As association pros head back on the road, it’s important to understand that things won’t be exactly as you left them.
Plenty of industries have missed business travel over the past 18-plus months. But with associations reliant on making connections at meetings, conferences, and other gatherings, they might be feeling it more than most.
As in-person events pick back up again in this new normal, you might be traveling for the first time in quite a while. And getting back on the horse won’t necessarily be easy.
Nonetheless, people are raring to go. An American Express Travel survey found that 64 percent of respondents were so ready to travel again that they would give up a month of social media to do so.
If you do travel, what should you expect? A few thoughts worth keeping in mind:
Be ready for a mix of new and old rhythms. Flying right now might feel a bit disorienting, but the process is functionally the same … with some updates. That was something Associations Now’s publisher, Karl Ely, CAE, learned during his own return-to-business trip, which he wrote about in June. “Hands free at precheck: Slip in your ID and away you go,” he recalls. “No more license exchange with TSA, and the agent did not require me to show my ticket. That’s an improvement born of necessity.”

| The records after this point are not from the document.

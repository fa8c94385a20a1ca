pub mod create;
pub mod delete;
pub mod list;
pub mod mine;
pub mod purchase;
pub mod update;

use actix_web::{HttpRequest, HttpResponse, Result as ActixResult};
use std::sync::Arc;

use crate::models::rewards::requests::{CreateRewardRequest, UpdateRewardRequest};
use crate::storage::Storage;

pub struct RewardService {
    storage: Option<Arc<dyn Storage>>,
}

impl RewardService {
    pub fn new_lazy() -> Self {
        Self { storage: None }
    }

    pub(crate) fn get_storage(&self, request: &HttpRequest) -> Arc<dyn Storage> {
        if let Some(storage) = &self.storage {
            storage.clone()
        } else {
            request
                .app_data::<actix_web::web::Data<Arc<dyn Storage>>>()
                .expect("Storage not found in app data")
                .get_ref()
                .clone()
        }
    }

    pub async fn create_reward(
        &self,
        request: &HttpRequest,
        course_id: i64,
        req: CreateRewardRequest,
    ) -> ActixResult<HttpResponse> {
        create::create_reward(self, request, course_id, req).await
    }

    pub async fn list_rewards(
        &self,
        request: &HttpRequest,
        course_id: i64,
    ) -> ActixResult<HttpResponse> {
        list::list_rewards(self, request, course_id).await
    }

    pub async fn update_reward(
        &self,
        request: &HttpRequest,
        reward_id: i64,
        req: UpdateRewardRequest,
    ) -> ActixResult<HttpResponse> {
        update::update_reward(self, request, reward_id, req).await
    }

    pub async fn delete_reward(
        &self,
        request: &HttpRequest,
        reward_id: i64,
    ) -> ActixResult<HttpResponse> {
        delete::delete_reward(self, request, reward_id).await
    }

    pub async fn list_my_rewards(&self, request: &HttpRequest) -> ActixResult<HttpResponse> {
        mine::list_my_rewards(self, request).await
    }

    pub async fn purchase_reward(
        &self,
        request: &HttpRequest,
        reward_id: i64,
    ) -> ActixResult<HttpResponse> {
        purchase::purchase_reward(self, request, reward_id).await
    }
}
use serde::Deserialize;
use ts_rs::TS;

/// 单题答案载荷
///
/// 选择题按选项文本匹配 question_option；幻灯片批注带 page。
#[derive(Debug, Clone, Deserialize, TS)]
#[ts(export, export_to = "../frontend/src/types/generated/review.ts")]
pub struct AnswerPayload {
    pub question_id: i64,
    pub answer_text: String,
    pub page: Option<i32>,
}

/// 提交评审请求
///
/// 重复提交是全量替换：旧答案整体删除后写入新答案。
#[derive(Debug, Deserialize, TS)]
#[ts(export, export_to = "../frontend/src/types/generated/review.ts")]
pub struct SubmitReviewRequest {
    pub answers: Vec<AnswerPayload>,
}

Don’t forget your vaccination card. Although proof of vaccination is not required to board most forms of transportation, some public venues (and some meetings) are asking people to verify their vaccination status. It’s even getting picked up at airports, as the security screening program Clear begins to account for it in its offerings. A New York Times piece in June notes that many venues are expecting attendees to carry either proof of vaccination or proof of a recent negative test. “With some destinations, cruise lines, and venues already requiring travelers to provide proof of vaccination against COVID-19, keeping that record is key,” writer Concepción de León explains.
Be aware of inconsistent international travel regulations. If you’re trying to visit another country as part of your travels, now might not be the ideal time—much of the world is in “wait and see” mode. The Global Business Travel Association (GBTA) warned in recent weeks that the inconsistency of border reopenings could dampen any recovery. However, the situation is gradually changing: Recently, Americans were allowed to visit Canada for the first time in more than a year. In comments to Travel Weekly, GBTA CEO Suzanne Neufang emphasized that the industry is aiming for “risk management versus risk elimination in travel.”
Don’t expect rental cars to be easy to find. If you’re flying somewhere, you might be taking an Uber or public transit when you get on the ground, thanks to a rental car shortage that has been going on since at least this spring. (One side effect: the growth of peer-to-peer car-sharing services such as Turo, which have gained popularity in recent months.) This might be a problem for regular business travelers, whose schedules might depend on being able to drive to where they need to be.
Look for a stronger focus on environmental impact. Some travel concerns that were gaining momentum before the pandemic are growing in popularity. A recent study from the marketing resource WARC [subscription] reported that sustainability concerns are increasing—which might lead some travelers to avoid flying, depending on the trip. “The pandemic has given people time to re-evaluate their relationship with travel, and they are now more mindful of the environmental impact,” the report states. A recent Deloitte survey suggests that half of respondents plan to optimize their business travel policies to limit their environmental impact, through measures such as cutting back on frequency. That might also mean a more regional focus for in-person connections.
Don’t be surprised if service is slower than usual. As tough as your association may have had it during the pandemic, your industry’s challenges might pale in comparison to those of the travel industry. The WARC study reported that airlines, hotels, and other arms of the travel industry ran into a trust deficit that many are not yet working to resolve. “During COVID-19, consumers are clear that companies must put people first and profit second,” the study states. “And yet, the sweeping perception among consumers is that the travel industry’s response was precisely the opposite—leaving many consumers feeling betrayed.” The travel industry is working on this, but one challenge it might face is the tight economy and staffing shortfalls—something particularly visible with airport concessions.